Moses Marapa v Republic [2017] KEHC 5319 (KLR)
Full Case Text
REPUBLIC OF KENYA
IN THE HIGH COURT OF KENYA
AT NAKURU
CRIMINAL APPEAL NO. 331 OF 2015
MOSES MARAPA ........................................................ APPELLANT
VERSUS
REPUBLIC .............................................................................STATE
(Appeal from the Sentence of the Chief Magistrate’s Court at Narok Hon. A. K. Ithuku – Senior Resident Magistrate delivered on the 22nd May, 2014 in CMCR Case No. 1776 of 2013)
JUDGEMENT
The appellant MOSES MARAPA has filed this appeal challenging his conviction and sentence by the learned Senior Resident Magistrate sitting at Narok Law Courts. The appellant was arraigned in the lower court on 9/12/2013 facing the charge of DEFILEMENT OF A CHILD CONTRARY TO SECTION 8(1)(4) OF THE SEXUAL OFFENCES ACT, 2003. The particulars of the charge were that
“On the 6th day of December, 2013in Narok North District within Narok county intentionally and unlawfully caused his penis to penetrate the vagina of N M a girl aged 16 years”
The appellant pleaded ‘Not Guilty’ to the charge and his trial commenced on 23/11/2013. The prosecution called four (4) witnesses in support of their case.
The complainant told the court that she is 16 years old and works in a hotel in Nkareta. On 6/12/2013, the complainant left work and headed for home together with her two friends Chepkurui and Alba. Later the appellant, one Sango and one Leshamoni joined them in their house. At some point the complainant and Chepkurui went to sleep locking the door. The three men came and banged the door demanding to be let in but the girls declined to open.

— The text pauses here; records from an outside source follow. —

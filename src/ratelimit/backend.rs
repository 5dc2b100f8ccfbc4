//! Governor trait for abstracting fixed-window limiters and the abuse detector.

use async_trait::async_trait;

use super::identity::RequestContext;

/// A response header contributed by a governor.
pub type HeaderPair = (&'static str, String);

/// A deliberate 429, not an error.
#[derive(Debug, Clone, PartialEq, Eq)]
pub struct Rejection {
    /// Human-readable message for the JSON body
    pub message: String,
    /// Seconds until the client may retry
    pub retry_after_secs: Option<u64>,
    /// Extra headers for the rejection response
    pub headers: Vec<HeaderPair>,
}

/// Outcome of running a request past one governor.
#[derive(Debug, Clone, PartialEq, Eq)]
pub enum Verdict {
    /// The governor does not apply to this request.
    Skip,
    /// Let the request through, attaching these headers to the response.
    Allow { headers: Vec<HeaderPair> },
    /// Terminate with 429.
    Reject(Rejection),
}

impl Verdict {
    /// Allow with no headers.
    pub fn allow() -> Self {
        Verdict::Allow {
            headers: Vec::new(),
        }
    }

    /// Whether the request must be terminated.
    pub fn is_rejected(&self) -> bool {
        matches!(self, Verdict::Reject(_))
    }

    /// Headers to attach, whatever the outcome.
    pub fn headers(&self) -> &[HeaderPair] {
        match self {
            Verdict::Skip => &[],
            Verdict::Allow { headers } => headers,
            Verdict::Reject(rejection) => &rejection.headers,
        }
    }

    /// Value of the named header, if this verdict carries it.
    pub fn header(&self, name: &str) -> Option<&str> {
        self.headers()
            .iter()
            .find(|(n, _)| n.eq_ignore_ascii_case(name))
            .map(|(_, v)| v.as_str())
    }
}

/// Trait for anything that can admit or reject a request.
///
/// Implemented by `FixedWindowLimiter` and `GraduatedDetector` so the
/// interception layer can chain them without knowing which is which.
/// Implementations never fail: store problems are handled internally.
#[async_trait]
pub trait Governor: Send + Sync {
    /// Name used in logs.
    fn name(&self) -> &str;

    /// Decide whether the request may proceed.
    async fn admit(&self, ctx: &RequestContext) -> Verdict;
}
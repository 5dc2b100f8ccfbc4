use std::net::SocketAddr;

use clap::Parser;
use tokio::signal;
use tracing::info;
use tracing_subscriber::EnvFilter;

use tollgate::config::{LoggingConfig, TollgateConfig};
use tollgate::http::{routes, HttpServer};
use tollgate::ratelimit::Governance;
use tollgate::store::StoreHandle;

/// Tiered rate limiting and graduated abuse detection in front of the API.
#[derive(Debug, Parser)]
#[command(name = "tollgate", version, about)]
struct Cli {
    /// Path to a YAML/TOML/JSON configuration file
    #[arg(short, long)]
    config: Option<String>,

    /// Override the HTTP listen address
    #[arg(long)]
    listen: Option<SocketAddr>,

    /// Emit JSON log lines
    #[arg(long)]
    log_json: bool,
}

#[tokio::main]
async fn main() -> anyhow::Result<()> {
    let cli = Cli::parse();

    let mut config = TollgateConfig::load(cli.config.as_deref())?;
    if let Some(listen) = cli.listen {
        config.server.listen_addr = listen;
    }
    if cli.log_json {
        config.logging.json = true;
    }

    init_tracing(&config.logging);

    info!("Starting Tollgate");
    info!("Version: {}", env!("CARGO_PKG_VERSION"));
    info!(
        listen_addr = %config.server.listen_addr,
        store_enabled = config.store.enabled,
        "Configuration loaded"
    );

    let store = StoreHandle::init(&config.store).await;
    let governance = Governance::from_config(&config.rate_limiting, &store)?;

    let router = routes::router(&governance, config.server.trust_proxy);
    let server = HttpServer::bind(config.server.listen_addr, router).await?;

    // Run the server with graceful shutdown on Ctrl+C
    let result = server.serve_with_shutdown(shutdown_signal()).await;

    store.shutdown();
    result?;

    info!("Tollgate stopped");
    Ok(())
}

fn init_tracing(logging: &LoggingConfig) {
    let filter = EnvFilter::try_from_default_env()
        .unwrap_or_else(|_| EnvFilter::new(&logging.level));

    let builder = tracing_subscriber::fmt()
        .with_env_filter(filter)
        .with_target(false)
        .with_thread_ids(true);

    if logging.json {
        builder.json().init();
    } else {
        builder.init();
    }
}

/// Wait for a shutdown signal (Ctrl+C or SIGTERM).
async fn shutdown_signal() {
    let ctrl_c = async {
        signal::ctrl_c()
            .await
            .expect("Failed to install Ctrl+C handler");
    };

    #[cfg(unix)]
    let terminate = async {
        signal::unix::signal(signal::unix::SignalKind::terminate())
            .expect("Failed to install SIGTERM handler")
            .recv()
            .await;
    };

    #[cfg(not(unix))]
    let terminate = std::future::pending::<()>();

    tokio::select! {
        _ = ctrl_c => {
            info!("Received Ctrl+C, initiating graceful shutdown");
        }
        _ = terminate => {
            info!("Received SIGTERM, initiating graceful shutdown");
        }
    }
}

Then the three men then forced their way into the house. Chepkurui ran away leaving the appellant behind.
The appellant and Sango proceeded to rape her in terms. The next day when the complainant went to work her employer advised her to report the incidence to the police. She was taken to Narok Hospital there she was examined and treated. The appellant was later arrested and charged.
At the close of the prosecution case the appellant was found to have a case to answer and was placed onto his defence. He gave an unsworn defence in which he denies having defiled the complainant. On 21/5/2014 the learned trial magistrate delivered his judgment in which he convicted the appellant and sentenced him to serve fifteen (15) years imprisonment. Being aggrieved the appellant filed this appeal.
Being a first appeal this court must review and re-evaluate the prosecution case a fresh and draw it own conclusions on the same (see AJODE Vs REPUBLIC [2004] 2 KLR 81)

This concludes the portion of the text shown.